Personal information
- Full name: Cecil Frederick Douglas Buttle
- Born: 11 January 1906 Norton Fitzwarren, Taunton, Somerset, England
- Died: 15 December 1988 (aged 82) Taunton, Somerset, England
- Batting: Right-handed
- Bowling: Right-arm fast-medium
- Role: Bowler

Domestic team information
- 1926–1928: Somerset
- FC debut: 22 May 1926 Somerset v Gloucestershire
- Last FC: 20 June 1928 Somerset v Nottinghamshire

Career statistics
| Competition | First-class |
| Matches | 2 |
| Runs scored | 8 |
| Batting average | 2.66 |
| 100s/50s | 0/0 |
| Top score | 4* |
| Balls bowled | 72 |
| Wickets | 0 |
| Bowling average | – |
| 5 wickets in innings | – |
| 10 wickets in match | – |
| Best bowling | – |
| Catches/stumpings | 0/– |
- Source: CricketArchive, 1 January 2010

= Cecil Buttle =

English cricketer and umpire

Cecil Frederick Douglas Buttle (11 January 1906 – 15 December 1988) was associated with Somerset County Cricket Club for more than 50 years as a player, a net bowler, a substitute fielder, a reserve umpire and, for about 30 years after the Second World War, the groundsman at the County Ground, Taunton. He was born at Norton Fitzwarren in Taunton in 1906.

==Cricket player==
As a player, Buttle was a right-arm fast-medium bowler, but though he was on Somerset's ground staff for many years, he played only two first-class matches, one each in the 1926 and 1928 seasons, and failed to take a wicket in either of them.

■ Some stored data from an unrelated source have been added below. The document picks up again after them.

use sqlparser::tokenizer::Token;

use super::{StatementParser, expr::CLAUSE_END};
use crate::{
    error::Result,
    statement::{
        AssignmentSegment, DeleteStatement, InsertColumnsSegment, InsertSource, InsertStatement,
        InsertValuesSegment, Span, SqlStatement, TableSegment, UpdateStatement,
    },
};

const MODIFIERS: &[&str] = &[
    "LOW_PRIORITY",
    "DELAYED",
    "HIGH_PRIORITY",
    "QUICK",
    "IGNORE",
    "ONLY",
];

impl StatementParser<'_> {
    fn skip_modifiers(&mut self) {
        while self.peek_any_keyword(MODIFIERS) {
            self.index += 1;
        }
    }

    /// `column = expression`
    fn parse_assignment(&mut self, stops: &[&str]) -> Result<AssignmentSegment> {
        let column = self.try_parse_column().ok_or_else(|| self.error("column"))?;
        self.expect_token(&Token::Eq)?;
        let value = self.parse_expression(stops)?;
        let span = Span::from_range(column.span.start(), self.previous_end());
        Ok(AssignmentSegment { column, value, span })
    }

    fn parse_assignments(&mut self, stops: &[&str]) -> Result<Vec<AssignmentSegment>> {
        let mut assignments = Vec::new();
        loop {
            assignments.push(self.parse_assignment(stops)?);
            if !self.consume_token(&Token::Comma) {
                return Ok(assignments);
            }
        }
    }

    /// Everything after INSERT (or REPLACE).
    pub(super) fn parse_insert(&mut self) -> Result<SqlStatement> {
        self.skip_modifiers();
        self.parse_keyword("INTO");
        let (name, name_span) = self.parse_object_name()?;
        let alias = if self.parse_keyword("AS") {
            Some(self.parse_identifier()?)
        } else {
            None
        };
        let span = alias.as_ref().map_or(name_span, |a| name_span.cover(&a.span));
        let table = TableSegment { name, alias, span };

        let columns = if self.peek_token_is(&Token::LParen) && !self.peek_subquery() {
            Some(self.parse_insert_columns()?)
        } else {
            None
        };

        let source = if self.parse_keyword("VALUES") || self.parse_keyword("VALUE") {
            let mut rows = Vec::new();
            loop {
                rows.push(self.parse_values_row()?);
                if !self.consume_token(&Token::Comma) {
                    break;
                }
            }
            InsertSource::Values(rows)
        } else if self.parse_keyword_seq(&["DEFAULT", "VALUES"]) {
            InsertSource::Values(Vec::new())
        } else if columns.is_none() && self.parse_keyword("SET") {
            InsertSource::Set(self.parse_assignments(&["ON"])?)
        } else if self.parse_keyword("SELECT") {
            InsertSource::Select(Box::new(self.parse_select_body()?))
        } else if self.peek_subquery() {
            self.index += 2;
            let select = self.parse_select_body()?;
            self.expect_token(&Token::RParen)?;
            InsertSource::Select(Box::new(select))
        } else {
            return Err(self.error("VALUES, SET or SELECT"));
        };

        let on_duplicate_key_update =
            if self.parse_keyword_seq(&["ON", "DUPLICATE", "KEY", "UPDATE"]) {
                self.parse_assignments(&[])?
            } else {
                Vec::new()
            };

        Ok(SqlStatement::Insert(InsertStatement {
            table,
            columns,
            source,
            on_duplicate_key_update,
        }))
    }

    fn parse_insert_columns(&mut self) -> Result<InsertColumnsSegment> {
        let open = self.expect_token(&Token::LParen)?;
        let mut columns = Vec::new();
        if !self.peek_token_is(&Token::RParen) {
            loop {
                columns.push(self.try_parse_column().ok_or_else(|| self.error("column"))?);
                if !self.consume_token(&Token::Comma) {
                    break;
                }
            }
        }
        let close = self.expect_token(&Token::RParen)?;
        Ok(InsertColumnsSegment {
            columns,
            span: open.cover(&close),
        })
    }

    fn parse_values_row(&mut self) -> Result<InsertValuesSegment> {
        let open = self.expect_token(&Token::LParen)?;
        let mut values = Vec::new();
        if !self.peek_token_is(&Token::RParen) {
            loop {
                values.push(self.parse_expression(&[])?);
                if !self.consume_token(&Token::Comma) {
                    break;
                }
            }
        }
        let close = self.expect_token(&Token::RParen)?;
        Ok(InsertValuesSegment {
            values,
            span: open.cover(&close),
        })
    }

    /// Everything after UPDATE.
    pub(super) fn parse_update(&mut self) -> Result<UpdateStatement> {
        let enclosing = std::mem::take(&mut self.subqueries);
        self.skip_modifiers();
        let mut tables = Vec::new();
        let mut predicates = Vec::new();
        self.parse_table_references(&mut tables, &mut predicates)?;
        self.expect_keyword("SET")?;
        let assignments = self.parse_assignments(CLAUSE_END)?;
        if self.parse_keyword("FROM") {
            self.parse_table_references(&mut tables, &mut predicates)?;
        }
        if self.parse_keyword("WHERE") {
            self.parse_condition(&mut predicates, CLAUSE_END)?;
        }
        Ok(UpdateStatement {
            tables,
            assignments,
            predicates,
            subqueries: std::mem::replace(&mut self.subqueries, enclosing),
        })
    }

    /// Everything after DELETE, including the multi-table forms
    /// `DELETE t1 FROM t1 JOIN t2 ...` and `DELETE FROM t1 USING ...`.
    pub(super) fn parse_delete(&mut self) -> Result<DeleteStatement> {
        let enclosing = std::mem::take(&mut self.subqueries);
        self.skip_modifiers();
        if !self.parse_keyword("FROM") {
            let start = self.index;
            while !self.is_statement_end()
                && !self.peek_keyword("FROM")
                && !self.peek_keyword("WHERE")
            {
                self.index += 1;
            }
            if !self.parse_keyword("FROM") {
                self.index = start;
            }
        }

        let mut tables = Vec::new();
        let mut predicates = Vec::new();
        self.parse_table_references(&mut tables, &mut predicates)?;
        if self.parse_keyword("USING") {
            tables.clear();
            self.parse_table_references(&mut tables, &mut predicates)?;
        }
        if self.parse_keyword("WHERE") {
            self.parse_condition(&mut predicates, CLAUSE_END)?;
        }
        Ok(DeleteStatement {
            tables,
            predicates,
            subqueries: std::mem::replace(&mut self.subqueries, enclosing),
        })
    }
}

Buttle was interviewed by writer David Foot for his 1980s history of Somerset cricket. Foot writes that Buttle was "a very good club bowler, fast by those standards and able to move the ball away." Buttle himself is quoted as saying: "Harry (Harry Fernie, the groundsman) was always short staffed and but for that I think I'd have got a few games on some of the northern tours. I was frequently fielding for one side or the other at Taunton, but it wasn't the same."

==Groundsman and umpire==
As head groundsman at Taunton from 1946, Buttle was also called on when there were problems with other cricket pitches in Somerset: in 1953, he was forced into emergency action after the newly-relaid pitch at the Recreation Ground, Bath produced a farcical one-day result on the first day of what was meant to be a three-match festival of three-day games – the match, against Lancashire, was Bertie Buse's benefit match and was finished before six o'clock on the opening day. Buttle told Foot: "I had to take drastic action, and I decided on plenty of liquid marl and cow manure. We used a watering can to spread it across the wicket. The problem was knowing how to camouflage what we'd done. Then I hit on the use of cut grass. I sprinkled it all over the top and gave it a good roll." The other matches in the Bath cricket festival were saved.

In addition to his groundsmanship duties, Buttle was also called on to umpire in less important first-class matches in Somerset, such as those against university sides or early-season friendly matches. He also stood as umpire in several second eleven matches. He died at Taunton in 1988.